*** Opening of Records shown ***

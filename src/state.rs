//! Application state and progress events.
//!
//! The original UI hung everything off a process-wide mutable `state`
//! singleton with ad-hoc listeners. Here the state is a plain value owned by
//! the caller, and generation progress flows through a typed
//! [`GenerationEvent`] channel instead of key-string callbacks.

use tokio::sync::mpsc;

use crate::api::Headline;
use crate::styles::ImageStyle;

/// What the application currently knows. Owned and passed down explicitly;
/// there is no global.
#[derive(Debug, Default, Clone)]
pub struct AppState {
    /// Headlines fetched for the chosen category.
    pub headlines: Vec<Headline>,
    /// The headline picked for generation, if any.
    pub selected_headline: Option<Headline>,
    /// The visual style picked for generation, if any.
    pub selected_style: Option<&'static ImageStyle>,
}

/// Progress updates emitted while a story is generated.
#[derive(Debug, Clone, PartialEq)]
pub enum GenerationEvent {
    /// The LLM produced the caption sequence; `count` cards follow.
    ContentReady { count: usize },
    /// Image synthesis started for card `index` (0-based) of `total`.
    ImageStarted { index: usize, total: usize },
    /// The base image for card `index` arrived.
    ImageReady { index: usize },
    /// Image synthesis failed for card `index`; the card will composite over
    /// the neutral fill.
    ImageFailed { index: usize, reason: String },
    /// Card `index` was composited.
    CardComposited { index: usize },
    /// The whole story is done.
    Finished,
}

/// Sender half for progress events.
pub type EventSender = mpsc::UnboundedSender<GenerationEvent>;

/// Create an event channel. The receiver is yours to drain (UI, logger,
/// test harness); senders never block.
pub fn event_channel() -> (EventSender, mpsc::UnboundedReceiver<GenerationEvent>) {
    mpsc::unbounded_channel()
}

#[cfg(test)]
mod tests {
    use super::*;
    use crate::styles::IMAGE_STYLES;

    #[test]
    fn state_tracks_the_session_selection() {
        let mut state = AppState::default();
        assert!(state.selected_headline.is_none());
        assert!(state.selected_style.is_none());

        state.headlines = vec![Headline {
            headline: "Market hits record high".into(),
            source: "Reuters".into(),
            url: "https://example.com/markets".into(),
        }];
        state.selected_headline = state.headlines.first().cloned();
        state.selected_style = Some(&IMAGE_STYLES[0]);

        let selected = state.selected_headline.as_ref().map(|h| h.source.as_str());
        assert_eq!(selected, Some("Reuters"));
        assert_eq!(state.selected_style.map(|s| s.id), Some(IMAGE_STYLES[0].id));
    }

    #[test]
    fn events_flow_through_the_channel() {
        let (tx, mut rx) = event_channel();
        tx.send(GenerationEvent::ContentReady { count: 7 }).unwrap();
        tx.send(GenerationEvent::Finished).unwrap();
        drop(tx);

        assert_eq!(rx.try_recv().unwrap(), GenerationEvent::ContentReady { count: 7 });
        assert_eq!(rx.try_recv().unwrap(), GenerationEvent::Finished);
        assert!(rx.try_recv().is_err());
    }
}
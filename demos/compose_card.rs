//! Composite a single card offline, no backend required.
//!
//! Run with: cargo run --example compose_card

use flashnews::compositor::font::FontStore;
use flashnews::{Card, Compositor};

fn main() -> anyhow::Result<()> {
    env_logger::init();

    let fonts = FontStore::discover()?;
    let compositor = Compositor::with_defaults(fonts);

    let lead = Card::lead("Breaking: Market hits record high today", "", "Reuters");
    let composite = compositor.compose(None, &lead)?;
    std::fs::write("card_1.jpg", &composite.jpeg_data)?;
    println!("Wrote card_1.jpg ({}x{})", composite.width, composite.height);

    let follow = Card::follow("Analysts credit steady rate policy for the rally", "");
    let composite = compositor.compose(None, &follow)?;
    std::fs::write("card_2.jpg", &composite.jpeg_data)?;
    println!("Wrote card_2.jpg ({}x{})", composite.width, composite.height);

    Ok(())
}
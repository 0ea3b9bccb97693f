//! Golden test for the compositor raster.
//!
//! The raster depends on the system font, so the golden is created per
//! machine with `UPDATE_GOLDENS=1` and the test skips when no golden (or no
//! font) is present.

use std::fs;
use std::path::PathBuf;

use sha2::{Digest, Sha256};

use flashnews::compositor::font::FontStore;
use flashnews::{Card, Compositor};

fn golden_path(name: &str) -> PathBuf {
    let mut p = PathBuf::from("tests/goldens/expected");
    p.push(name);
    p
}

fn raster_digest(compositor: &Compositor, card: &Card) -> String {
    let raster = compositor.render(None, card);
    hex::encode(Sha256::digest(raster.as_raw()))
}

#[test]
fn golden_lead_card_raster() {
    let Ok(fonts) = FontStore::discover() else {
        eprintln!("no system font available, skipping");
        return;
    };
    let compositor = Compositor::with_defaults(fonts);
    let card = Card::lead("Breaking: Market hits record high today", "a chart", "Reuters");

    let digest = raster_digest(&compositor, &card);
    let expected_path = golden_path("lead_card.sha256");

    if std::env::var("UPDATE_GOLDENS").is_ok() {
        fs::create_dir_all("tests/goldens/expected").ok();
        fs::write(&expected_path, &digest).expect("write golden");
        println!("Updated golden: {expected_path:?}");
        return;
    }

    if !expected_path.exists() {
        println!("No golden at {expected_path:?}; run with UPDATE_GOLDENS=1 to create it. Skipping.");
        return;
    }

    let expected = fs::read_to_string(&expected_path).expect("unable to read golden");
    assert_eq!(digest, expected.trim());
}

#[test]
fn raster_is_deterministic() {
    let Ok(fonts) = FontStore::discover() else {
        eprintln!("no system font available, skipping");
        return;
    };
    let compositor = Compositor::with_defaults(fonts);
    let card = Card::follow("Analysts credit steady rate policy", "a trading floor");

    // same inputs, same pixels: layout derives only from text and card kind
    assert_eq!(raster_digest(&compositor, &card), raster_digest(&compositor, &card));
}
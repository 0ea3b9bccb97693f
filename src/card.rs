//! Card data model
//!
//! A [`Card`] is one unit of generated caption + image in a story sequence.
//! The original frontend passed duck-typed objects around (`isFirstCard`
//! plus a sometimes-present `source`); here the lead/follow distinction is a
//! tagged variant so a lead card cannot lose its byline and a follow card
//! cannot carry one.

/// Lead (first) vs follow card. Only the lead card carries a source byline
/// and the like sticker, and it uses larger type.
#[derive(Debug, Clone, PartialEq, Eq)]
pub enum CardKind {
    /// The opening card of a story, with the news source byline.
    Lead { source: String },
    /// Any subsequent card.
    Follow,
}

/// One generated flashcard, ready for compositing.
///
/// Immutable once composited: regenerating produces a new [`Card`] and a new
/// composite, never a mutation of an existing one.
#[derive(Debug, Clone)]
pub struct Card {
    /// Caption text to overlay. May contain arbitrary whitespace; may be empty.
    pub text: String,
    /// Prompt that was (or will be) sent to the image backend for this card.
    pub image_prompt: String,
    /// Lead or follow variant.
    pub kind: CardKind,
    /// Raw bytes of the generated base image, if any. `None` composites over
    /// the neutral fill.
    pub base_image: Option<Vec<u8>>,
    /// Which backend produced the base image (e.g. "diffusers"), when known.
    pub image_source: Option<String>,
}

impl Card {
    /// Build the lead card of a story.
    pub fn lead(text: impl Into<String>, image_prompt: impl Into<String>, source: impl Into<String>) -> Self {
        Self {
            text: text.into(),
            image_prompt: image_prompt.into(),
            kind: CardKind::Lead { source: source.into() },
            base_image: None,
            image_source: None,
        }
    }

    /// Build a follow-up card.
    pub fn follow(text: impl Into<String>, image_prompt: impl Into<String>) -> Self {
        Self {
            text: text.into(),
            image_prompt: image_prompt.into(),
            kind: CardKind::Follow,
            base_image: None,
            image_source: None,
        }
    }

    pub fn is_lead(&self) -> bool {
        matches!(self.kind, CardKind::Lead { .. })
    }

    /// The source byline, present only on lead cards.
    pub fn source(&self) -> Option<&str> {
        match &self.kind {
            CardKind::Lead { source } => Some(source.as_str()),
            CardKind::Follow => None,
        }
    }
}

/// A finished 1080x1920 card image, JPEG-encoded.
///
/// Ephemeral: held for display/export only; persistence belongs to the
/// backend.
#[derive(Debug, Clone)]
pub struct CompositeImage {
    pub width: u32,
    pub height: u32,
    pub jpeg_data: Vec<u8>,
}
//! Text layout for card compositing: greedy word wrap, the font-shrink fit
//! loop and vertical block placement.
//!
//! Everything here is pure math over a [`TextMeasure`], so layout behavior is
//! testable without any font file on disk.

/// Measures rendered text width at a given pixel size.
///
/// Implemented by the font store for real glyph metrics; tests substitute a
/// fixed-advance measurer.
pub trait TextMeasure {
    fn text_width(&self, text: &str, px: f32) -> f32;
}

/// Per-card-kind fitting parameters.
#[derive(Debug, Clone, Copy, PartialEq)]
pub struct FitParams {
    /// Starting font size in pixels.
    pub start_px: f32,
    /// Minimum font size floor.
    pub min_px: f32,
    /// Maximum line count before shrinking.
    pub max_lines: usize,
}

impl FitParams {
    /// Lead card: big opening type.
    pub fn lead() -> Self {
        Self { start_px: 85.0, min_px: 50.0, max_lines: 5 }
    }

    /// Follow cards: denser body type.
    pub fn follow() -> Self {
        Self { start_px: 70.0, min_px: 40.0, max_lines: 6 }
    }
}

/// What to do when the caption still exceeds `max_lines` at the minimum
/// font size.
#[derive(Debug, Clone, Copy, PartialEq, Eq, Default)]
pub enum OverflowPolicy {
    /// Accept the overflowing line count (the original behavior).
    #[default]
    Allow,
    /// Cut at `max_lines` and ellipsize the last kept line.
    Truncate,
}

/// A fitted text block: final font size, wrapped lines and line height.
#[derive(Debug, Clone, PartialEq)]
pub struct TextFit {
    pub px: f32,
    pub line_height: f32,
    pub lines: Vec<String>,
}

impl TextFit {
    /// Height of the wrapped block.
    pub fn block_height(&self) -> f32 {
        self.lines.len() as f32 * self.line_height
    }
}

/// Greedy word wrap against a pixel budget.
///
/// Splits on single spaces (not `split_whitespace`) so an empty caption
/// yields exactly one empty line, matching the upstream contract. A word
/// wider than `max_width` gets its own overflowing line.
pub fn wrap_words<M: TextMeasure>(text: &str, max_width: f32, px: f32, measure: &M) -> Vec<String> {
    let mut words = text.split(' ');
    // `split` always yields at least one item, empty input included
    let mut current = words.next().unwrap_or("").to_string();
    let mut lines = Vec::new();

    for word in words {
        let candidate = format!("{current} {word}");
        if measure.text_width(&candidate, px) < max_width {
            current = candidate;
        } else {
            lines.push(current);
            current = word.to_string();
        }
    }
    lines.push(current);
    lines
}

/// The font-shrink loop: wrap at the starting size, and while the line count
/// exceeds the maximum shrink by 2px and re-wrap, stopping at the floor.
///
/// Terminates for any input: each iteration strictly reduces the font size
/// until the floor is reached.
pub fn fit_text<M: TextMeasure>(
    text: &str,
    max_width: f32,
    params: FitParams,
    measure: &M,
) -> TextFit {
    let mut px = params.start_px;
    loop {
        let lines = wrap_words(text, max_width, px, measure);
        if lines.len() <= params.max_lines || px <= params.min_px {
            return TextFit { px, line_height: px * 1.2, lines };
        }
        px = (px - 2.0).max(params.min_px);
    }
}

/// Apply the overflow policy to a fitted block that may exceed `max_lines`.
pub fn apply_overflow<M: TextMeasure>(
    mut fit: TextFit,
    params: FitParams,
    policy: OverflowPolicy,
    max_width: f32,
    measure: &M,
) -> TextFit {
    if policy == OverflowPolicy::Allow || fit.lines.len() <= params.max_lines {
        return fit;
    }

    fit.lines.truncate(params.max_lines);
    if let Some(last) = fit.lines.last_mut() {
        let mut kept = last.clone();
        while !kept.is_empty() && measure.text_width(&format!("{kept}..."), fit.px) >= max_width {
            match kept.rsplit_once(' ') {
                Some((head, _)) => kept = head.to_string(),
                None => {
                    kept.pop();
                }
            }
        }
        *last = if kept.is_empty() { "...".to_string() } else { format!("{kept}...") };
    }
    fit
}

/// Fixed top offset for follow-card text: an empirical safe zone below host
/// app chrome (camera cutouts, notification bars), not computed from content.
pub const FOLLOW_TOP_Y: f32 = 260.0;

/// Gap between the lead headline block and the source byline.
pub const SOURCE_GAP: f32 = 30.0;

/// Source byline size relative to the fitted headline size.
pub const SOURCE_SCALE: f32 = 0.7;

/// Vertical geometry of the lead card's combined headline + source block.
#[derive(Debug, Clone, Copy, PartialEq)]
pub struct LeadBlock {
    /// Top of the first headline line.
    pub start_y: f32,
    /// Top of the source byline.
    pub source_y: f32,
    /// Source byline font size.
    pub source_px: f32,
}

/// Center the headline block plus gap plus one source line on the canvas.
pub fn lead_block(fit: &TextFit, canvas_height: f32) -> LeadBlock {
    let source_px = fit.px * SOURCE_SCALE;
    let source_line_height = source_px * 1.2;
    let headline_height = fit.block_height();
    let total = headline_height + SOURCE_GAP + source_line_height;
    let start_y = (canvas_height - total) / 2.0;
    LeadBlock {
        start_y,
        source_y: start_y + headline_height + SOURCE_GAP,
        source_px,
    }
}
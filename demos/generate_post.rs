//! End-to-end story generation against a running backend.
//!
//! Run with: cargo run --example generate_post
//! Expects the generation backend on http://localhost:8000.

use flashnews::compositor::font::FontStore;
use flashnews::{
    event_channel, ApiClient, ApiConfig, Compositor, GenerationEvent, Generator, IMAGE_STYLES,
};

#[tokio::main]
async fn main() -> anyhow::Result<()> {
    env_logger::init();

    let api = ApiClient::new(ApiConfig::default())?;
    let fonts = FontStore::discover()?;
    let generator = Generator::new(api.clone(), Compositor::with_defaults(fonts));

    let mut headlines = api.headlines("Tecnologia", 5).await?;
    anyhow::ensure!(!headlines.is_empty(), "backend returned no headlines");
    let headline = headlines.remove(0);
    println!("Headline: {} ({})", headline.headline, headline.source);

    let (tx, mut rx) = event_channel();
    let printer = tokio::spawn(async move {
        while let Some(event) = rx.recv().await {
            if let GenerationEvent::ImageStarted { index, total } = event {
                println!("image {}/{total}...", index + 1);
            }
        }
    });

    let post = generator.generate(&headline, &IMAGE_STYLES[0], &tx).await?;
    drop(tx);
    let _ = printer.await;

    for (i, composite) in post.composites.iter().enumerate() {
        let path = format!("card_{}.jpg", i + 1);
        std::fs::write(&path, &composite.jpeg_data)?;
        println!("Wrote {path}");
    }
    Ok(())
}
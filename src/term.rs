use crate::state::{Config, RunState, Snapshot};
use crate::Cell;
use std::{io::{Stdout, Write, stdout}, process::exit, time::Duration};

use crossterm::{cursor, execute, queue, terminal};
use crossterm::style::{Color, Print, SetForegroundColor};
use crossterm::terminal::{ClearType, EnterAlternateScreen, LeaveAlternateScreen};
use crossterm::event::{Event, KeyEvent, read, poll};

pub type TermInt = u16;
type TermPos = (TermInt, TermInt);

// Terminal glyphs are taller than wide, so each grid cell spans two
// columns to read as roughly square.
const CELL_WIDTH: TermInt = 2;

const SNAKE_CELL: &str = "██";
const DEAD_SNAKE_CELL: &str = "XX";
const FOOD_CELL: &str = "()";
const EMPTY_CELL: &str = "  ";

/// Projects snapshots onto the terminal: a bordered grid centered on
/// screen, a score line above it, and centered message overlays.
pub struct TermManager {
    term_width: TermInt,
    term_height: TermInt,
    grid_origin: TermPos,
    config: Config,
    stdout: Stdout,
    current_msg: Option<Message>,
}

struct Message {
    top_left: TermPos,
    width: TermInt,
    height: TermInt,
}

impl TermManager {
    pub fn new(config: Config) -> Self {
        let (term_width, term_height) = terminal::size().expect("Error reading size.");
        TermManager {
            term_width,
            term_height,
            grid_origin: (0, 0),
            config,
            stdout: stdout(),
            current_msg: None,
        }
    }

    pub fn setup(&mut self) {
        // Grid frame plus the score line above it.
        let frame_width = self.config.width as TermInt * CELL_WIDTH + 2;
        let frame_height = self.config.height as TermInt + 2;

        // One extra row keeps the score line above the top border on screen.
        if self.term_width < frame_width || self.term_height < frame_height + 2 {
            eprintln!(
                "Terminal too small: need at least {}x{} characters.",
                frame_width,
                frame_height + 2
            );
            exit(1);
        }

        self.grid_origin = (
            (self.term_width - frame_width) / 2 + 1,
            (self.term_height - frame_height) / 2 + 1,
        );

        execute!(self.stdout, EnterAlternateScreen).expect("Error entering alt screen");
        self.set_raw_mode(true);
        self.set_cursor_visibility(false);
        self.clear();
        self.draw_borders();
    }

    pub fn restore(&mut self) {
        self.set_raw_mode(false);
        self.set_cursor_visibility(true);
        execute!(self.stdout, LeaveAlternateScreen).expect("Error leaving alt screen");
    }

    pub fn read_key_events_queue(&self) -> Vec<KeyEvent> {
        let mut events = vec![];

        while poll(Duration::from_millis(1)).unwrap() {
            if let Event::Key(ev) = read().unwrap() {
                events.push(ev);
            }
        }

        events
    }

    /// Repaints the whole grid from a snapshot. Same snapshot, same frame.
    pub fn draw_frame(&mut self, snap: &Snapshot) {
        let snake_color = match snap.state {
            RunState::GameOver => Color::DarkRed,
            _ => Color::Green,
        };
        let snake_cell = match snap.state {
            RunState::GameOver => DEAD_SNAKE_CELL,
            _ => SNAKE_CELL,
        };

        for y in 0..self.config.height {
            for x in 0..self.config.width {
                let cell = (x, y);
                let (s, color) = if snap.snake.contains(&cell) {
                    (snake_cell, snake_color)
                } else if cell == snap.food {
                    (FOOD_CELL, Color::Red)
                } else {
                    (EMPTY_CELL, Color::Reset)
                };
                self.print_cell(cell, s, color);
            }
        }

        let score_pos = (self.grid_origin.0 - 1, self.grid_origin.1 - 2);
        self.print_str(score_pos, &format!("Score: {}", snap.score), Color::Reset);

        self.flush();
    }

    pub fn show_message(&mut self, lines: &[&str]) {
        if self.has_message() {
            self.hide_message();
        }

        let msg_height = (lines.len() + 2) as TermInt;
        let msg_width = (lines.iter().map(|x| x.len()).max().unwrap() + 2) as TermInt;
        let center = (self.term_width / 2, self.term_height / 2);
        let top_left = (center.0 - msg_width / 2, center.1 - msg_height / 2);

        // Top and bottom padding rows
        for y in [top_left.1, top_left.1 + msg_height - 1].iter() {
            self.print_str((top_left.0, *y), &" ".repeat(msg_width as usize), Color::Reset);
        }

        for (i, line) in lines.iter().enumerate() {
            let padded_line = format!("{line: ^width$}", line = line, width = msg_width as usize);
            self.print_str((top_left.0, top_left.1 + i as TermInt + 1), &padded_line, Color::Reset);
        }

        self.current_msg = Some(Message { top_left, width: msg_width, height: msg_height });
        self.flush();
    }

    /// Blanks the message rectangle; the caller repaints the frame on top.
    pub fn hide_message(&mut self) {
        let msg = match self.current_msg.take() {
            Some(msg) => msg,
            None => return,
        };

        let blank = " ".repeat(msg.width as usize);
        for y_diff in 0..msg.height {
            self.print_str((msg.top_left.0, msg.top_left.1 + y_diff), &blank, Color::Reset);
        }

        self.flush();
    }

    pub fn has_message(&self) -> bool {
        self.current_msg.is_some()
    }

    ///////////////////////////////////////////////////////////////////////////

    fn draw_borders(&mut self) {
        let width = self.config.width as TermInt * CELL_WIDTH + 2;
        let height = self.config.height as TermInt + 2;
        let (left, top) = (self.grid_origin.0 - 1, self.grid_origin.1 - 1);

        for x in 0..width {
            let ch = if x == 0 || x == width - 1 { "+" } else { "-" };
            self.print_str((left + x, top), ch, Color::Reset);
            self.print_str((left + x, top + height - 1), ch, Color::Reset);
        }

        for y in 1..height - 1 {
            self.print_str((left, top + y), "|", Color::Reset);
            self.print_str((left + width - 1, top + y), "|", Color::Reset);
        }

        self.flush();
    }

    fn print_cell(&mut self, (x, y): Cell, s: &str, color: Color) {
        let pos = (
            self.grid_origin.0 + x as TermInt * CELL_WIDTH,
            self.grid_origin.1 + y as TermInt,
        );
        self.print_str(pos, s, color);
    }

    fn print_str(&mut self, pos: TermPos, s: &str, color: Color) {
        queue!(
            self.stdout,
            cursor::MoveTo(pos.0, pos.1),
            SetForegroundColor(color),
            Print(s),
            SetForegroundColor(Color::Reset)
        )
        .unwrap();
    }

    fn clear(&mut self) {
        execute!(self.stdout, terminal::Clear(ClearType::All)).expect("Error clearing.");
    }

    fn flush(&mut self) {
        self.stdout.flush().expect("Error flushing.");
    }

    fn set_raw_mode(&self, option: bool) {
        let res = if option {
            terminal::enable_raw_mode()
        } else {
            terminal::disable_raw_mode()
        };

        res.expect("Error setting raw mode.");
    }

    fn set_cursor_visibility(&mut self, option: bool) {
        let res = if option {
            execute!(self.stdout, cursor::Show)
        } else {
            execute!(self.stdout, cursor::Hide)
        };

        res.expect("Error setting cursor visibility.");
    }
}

*** Close of Records shown ***

## Task instructions
Your answer must consist solely of the lines above between the line holding "index + 1);" and the line holding "use crate::Cell;", inclusive, copied exactly.

## Output for this task
                println!("image {}/{total}...", index + 1);
            }
        }
    });

    let post = generator.generate(&headline, &IMAGE_STYLES[0], &tx).await?;
    drop(tx);
    let _ = printer.await;

    for (i, composite) in post.composites.iter().enumerate() {
        let path = format!("card_{}.jpg", i + 1);
        std::fs::write(&path, &composite.jpeg_data)?;
        println!("Wrote {path}");
    }
    Ok(())
}
filename src/term.rs
use crate::state::{Config, RunState, Snapshot};
use crate::Cell;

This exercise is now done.